Data excerpts:
↓↓↓

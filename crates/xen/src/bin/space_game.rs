//! # Space Game
//!
//! Demo: a ship with two turrets and a ring of asteroids, spinning under an
//! orbiting camera. Runs on the headless platform (or a wgpu adapter with
//! `--features wgpu`) for `headless.max_frames` frames.
//!
//! ```text
//! cargo run --bin space_game [path/to/config.toml]
//! RUST_LOG=xen=debug cargo run --bin space_game
//! ```

use std::cell::RefCell;
use std::f32::consts::TAU;
use std::path::PathBuf;
use std::process::ExitCode;
use std::rc::Rc;

use glam::Vec3;
use tracing_subscriber::{fmt, layer::SubscriberExt, util::SubscriberInitExt, EnvFilter};

use xen::xen_core::{
    BufferId, CameraState, GameState, Material, MeshHandle, PbrTextures, PointLight, RenderComponent,
    TransformComponent,
};
use xen::xen_rendering::{
    pack_lights, CameraUniform, ClearCommand, CreateBuffersCommand, DeleteBuffersCommand,
    DrawElementsCommand, MaterialUniform, RenderSystem, RenderTarget, UploadBufferCommand,
};
use xen::{
    EngineConfig, EngineError, EngineResult, Game, GameLoop, HeadlessPlatform, Key, PlatformEvent,
    Simulation, TelemetrySnapshot, TickContext,
};

const DEFAULT_CONFIG: &str = concat!(env!("CARGO_MANIFEST_DIR"), "/config/space_game.toml");
const ASTEROID_COUNT: usize = 24;
const ASTEROID_RING_RADIUS: f32 = 9.0;
const CAMERA_DISTANCE: f32 = 16.0;
const FIELD_OF_VIEW: f32 = 60.0;

/// Unit cube: position xyz + normal xyz per corner.
#[rustfmt::skip]
const CUBE_VERTICES: [[f32; 6]; 8] = [
    [-0.5, -0.5, -0.5, -0.577, -0.577, -0.577],
    [ 0.5, -0.5, -0.5,  0.577, -0.577, -0.577],
    [ 0.5,  0.5, -0.5,  0.577,  0.577, -0.577],
    [-0.5,  0.5, -0.5, -0.577,  0.577, -0.577],
    [-0.5, -0.5,  0.5, -0.577, -0.577,  0.577],
    [ 0.5, -0.5,  0.5,  0.577, -0.577,  0.577],
    [ 0.5,  0.5,  0.5,  0.577,  0.577,  0.577],
    [-0.5,  0.5,  0.5, -0.577,  0.577,  0.577],
];

#[rustfmt::skip]
const CUBE_INDICES: [u32; 36] = [
    0, 2, 1, 0, 3, 2, // back
    4, 5, 6, 4, 6, 7, // front
    0, 1, 5, 0, 5, 4, // bottom
    3, 7, 6, 3, 6, 2, // top
    0, 4, 7, 0, 7, 3, // left
    1, 2, 6, 1, 6, 5, // right
];

/// Per-frame uniform buffers owned by the game (the mesh belongs to the state).
#[derive(Clone, Copy, Debug)]
struct FrameBuffers {
    camera: BufferId,
    lights: BufferId,
    model: BufferId,
    material: BufferId,
}

impl FrameBuffers {
    fn all(self) -> Vec<BufferId> {
        vec![self.camera, self.lights, self.model, self.material]
    }
}

#[derive(Debug, Default)]
struct SpaceGame {
    target: Option<Rc<RefCell<RenderTarget>>>,
    buffers: Option<FrameBuffers>,
    show_stats: bool,
}

impl SpaceGame {
    fn build_scene(mesh: MeshHandle, aspect: f32) -> GameState {
        let mut state = GameState::new();
        *state.camera_mut() = CameraState::look_at(
            Vec3::new(0.0, 6.0, CAMERA_DISTANCE),
            Vec3::ZERO,
            FIELD_OF_VIEW.to_radians(),
            aspect,
        );

        let lighting = state.lighting_mut();
        lighting.ambient = Vec3::splat(0.05);
        lighting.point_lights.push(PointLight {
            position: Vec3::new(0.0, 3.0, 0.0),
            color: Vec3::new(1.0, 0.6, 0.2),
            intensity: 4.0,
            range: 12.0,
        });

        let ship = state.create_entity();
        state.add_component(ship, TransformComponent::from_position(Vec3::ZERO));
        state.add_component(
            ship,
            RenderComponent::new(
                mesh,
                Material::Pbr {
                    albedo: Vec3::new(0.7, 0.7, 0.75),
                    metallic: 0.9,
                    roughness: 0.3,
                    ao: 1.0,
                    textures: PbrTextures::default(),
                },
            ),
        );

        for side in [-1.0f32, 1.0] {
            let turret = state.create_entity();
            let mut transform = TransformComponent::from_position(Vec3::new(side * 0.8, 0.6, 0.0));
            transform.scale_by(Vec3::splat(0.3));
            state.add_component(turret, transform);
            state.add_component(
                turret,
                RenderComponent::new(
                    mesh,
                    Material::BlinnPhong {
                        diffuse: Vec3::new(0.8, 0.1, 0.1),
                        specular: Vec3::ONE,
                        shininess: 32.0,
                        diffuse_map: None,
                    },
                ),
            );
            state.set_parent(turret, Some(ship));
        }

        for i in 0..ASTEROID_COUNT {
            let angle = TAU * i as f32 / ASTEROID_COUNT as f32;
            let asteroid = state.create_entity();
            let mut transform = TransformComponent::from_position(Vec3::new(
                angle.cos() * ASTEROID_RING_RADIUS,
                (angle * 3.0).sin(),
                angle.sin() * ASTEROID_RING_RADIUS,
            ));
            transform.scale_by(Vec3::splat(0.4 + 0.2 * (angle * 5.0).cos().abs()));
            state.add_component(asteroid, transform);
            let mut render = RenderComponent::new(mesh, Material::default());
            render.casts_shadows = false;
            state.add_component(asteroid, render);
        }

        state
    }
}

impl Game for SpaceGame {
    fn load_content(&mut self, render: &mut RenderSystem) -> EngineResult<GameState> {
        let ids = render.execute_immediate(CreateBuffersCommand::new(6))?;
        let [vertex, index, camera, lights, model, material]: [BufferId; 6] = ids
            .as_slice()
            .try_into()
            .map_err(|_| EngineError::Content(format!("expected 6 buffers, device returned {}", ids.len())))?;

        render
            .submit(UploadBufferCommand::from_pod(vertex, &CUBE_VERTICES))
            .submit(UploadBufferCommand::from_pod(index, &CUBE_INDICES));

        let (width, height) = render.size();
        let target = Rc::new(RefCell::new(RenderTarget::new(render, width, height)?));
        render.register_volatile(&target);
        self.target = Some(target);
        self.buffers = Some(FrameBuffers {
            camera,
            lights,
            model,
            material,
        });

        let mesh = MeshHandle {
            vertex_buffer: vertex,
            index_buffer: index,
            index_count: CUBE_INDICES.len() as u32,
        };
        let state = Self::build_scene(mesh, width as f32 / height.max(1) as f32);
        tracing::info!("space_game: scene with {} entities", state.entity_count());
        Ok(state)
    }

    fn draw(&mut self, state: &GameState, render: &mut RenderSystem) {
        let (Some(target), Some(buffers)) = (&self.target, self.buffers) else {
            return;
        };

        target.borrow().bind(render);
        render
            .submit(ClearCommand::new(0.01, 0.01, 0.03, 1.0))
            .submit(UploadBufferCommand::from_pod(buffers.camera, &[CameraUniform::from(state.camera())]))
            .submit(UploadBufferCommand::from_pod(buffers.lights, &[pack_lights(state.lighting())]));

        for (entity, renderable) in state.components::<RenderComponent>().iter() {
            let Some(mesh) = renderable.mesh.filter(|_| renderable.visible) else {
                continue;
            };
            render
                .submit(UploadBufferCommand::from_pod(
                    buffers.model,
                    &state.world_matrix(entity).to_cols_array(),
                ))
                .submit(UploadBufferCommand::from_pod(
                    buffers.material,
                    &[MaterialUniform::from(&renderable.material)],
                ))
                .submit(DrawElementsCommand::triangles(mesh.index_count));
        }
    }

    fn draw_debug_ui(&mut self, telemetry: &TelemetrySnapshot, _render: &mut RenderSystem) {
        if self.show_stats && telemetry.frames % 60 == 0 {
            tracing::info!(
                "frame {}: {:.1} fps, sim {:.2} ms, cpu {:.2} ms, gpu {:.2} ms, {} stale, {} dropped",
                telemetry.frames,
                telemetry.fps(),
                telemetry.sim_tick_ms,
                telemetry.render_cpu_ms,
                telemetry.gpu_ms,
                telemetry.stale_frames,
                telemetry.dropped_snapshots
            );
        }
    }

    fn handle_event(&mut self, event: &PlatformEvent) {
        if let PlatformEvent::KeyPressed(Key::F3) = event {
            self.show_stats = !self.show_stats;
        }
    }

    fn unload_content(&mut self, render: &mut RenderSystem) {
        if let Some(buffers) = self.buffers.take() {
            render.submit(DeleteBuffersCommand(buffers.all()));
        }
        match self.target.take().map(Rc::try_unwrap) {
            Some(Ok(target)) => target.into_inner().release(render),
            Some(Err(_)) => tracing::warn!("render target still shared at unload"),
            None => {}
        }
    }
}

/// Spins everything and orbits the camera around the ship.
#[derive(Debug)]
struct Orbit {
    spin: f32,
    camera_speed: f32,
    aspect: f32,
}

impl Simulation for Orbit {
    fn update(&mut self, state: &mut GameState, ctx: &TickContext<'_>) {
        let spin = Vec3::new(0.0, self.spin * ctx.delta_time, 0.0);
        for (_, transform) in state.components_mut::<TransformComponent>().iter_mut() {
            transform.rotate(spin);
        }

        let angle = ctx.elapsed_ms / 1000.0 * self.camera_speed;
        let eye = Vec3::new(angle.sin() * CAMERA_DISTANCE, 6.0, angle.cos() * CAMERA_DISTANCE);
        *state.camera_mut() = CameraState::look_at(eye, Vec3::ZERO, FIELD_OF_VIEW.to_radians(), self.aspect);
    }
}

fn init_logging(default_filter: &str) {
    let filter = EnvFilter::try_from_default_env().unwrap_or_else(|_| EnvFilter::new(default_filter));
    tracing_subscriber::registry()
        .with(filter)
        .with(fmt::layer().compact().with_target(true).with_thread_names(true))
        .init();
}

fn load_config() -> EngineResult<EngineConfig> {
    match std::env::args_os().nth(1) {
        Some(path) => EngineConfig::load(PathBuf::from(path)),
        None if std::path::Path::new(DEFAULT_CONFIG).exists() => EngineConfig::load(DEFAULT_CONFIG),
        None => Ok(EngineConfig::default()),
    }
}

fn main() -> ExitCode {
    let (config, load_error) = match load_config() {
        Ok(config) => (config, None),
        Err(err) => (EngineConfig::default(), Some(err)),
    };
    init_logging(&config.logging.filter);
    if let Some(err) = load_error {
        tracing::error!("{}", err);
        return ExitCode::FAILURE;
    }

    let platform = HeadlessPlatform::from_config(&config);
    #[cfg(feature = "wgpu")]
    let platform = platform.with_backend(xen::DeviceBackend::Wgpu);
    let mut platform = platform;

    let simulation = Orbit {
        spin: 0.8,
        camera_speed: 0.2,
        aspect: config.width as f32 / config.height as f32,
    };
    let mut game = SpaceGame {
        show_stats: config.debug_overlay,
        ..SpaceGame::default()
    };

    match GameLoop::new(config).run(&mut platform, &mut game, simulation) {
        Ok(summary) => {
            tracing::info!(
                "space_game done: {} frames, {} ticks in {:.0} ms",
                summary.frames,
                summary.ticks,
                summary.elapsed_ms
            );
            ExitCode::SUCCESS
        }
        Err(err) => {
            tracing::error!("space_game failed: {}", err);
            ExitCode::FAILURE
        }
    }
}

↑↑↑

TASK DIRECTIONS: When you reach the line holding "let angle = TAU" in the records above, begin reproducing exactly, stop after the line holding "render.casts_shadows = false;", and output nothing else.

SOLUTION FOR THIS TASK:
            let angle = TAU * i as f32 / ASTEROID_COUNT as f32;
            let asteroid = state.create_entity();
            let mut transform = TransformComponent::from_position(Vec3::new(
                angle.cos() * ASTEROID_RING_RADIUS,
                (angle * 3.0).sin(),
                angle.sin() * ASTEROID_RING_RADIUS,
            ));
            transform.scale_by(Vec3::splat(0.4 + 0.2 * (angle * 5.0).cos().abs()));
            state.add_component(asteroid, transform);
            let mut render = RenderComponent::new(mesh, Material::default());
            render.casts_shadows = false;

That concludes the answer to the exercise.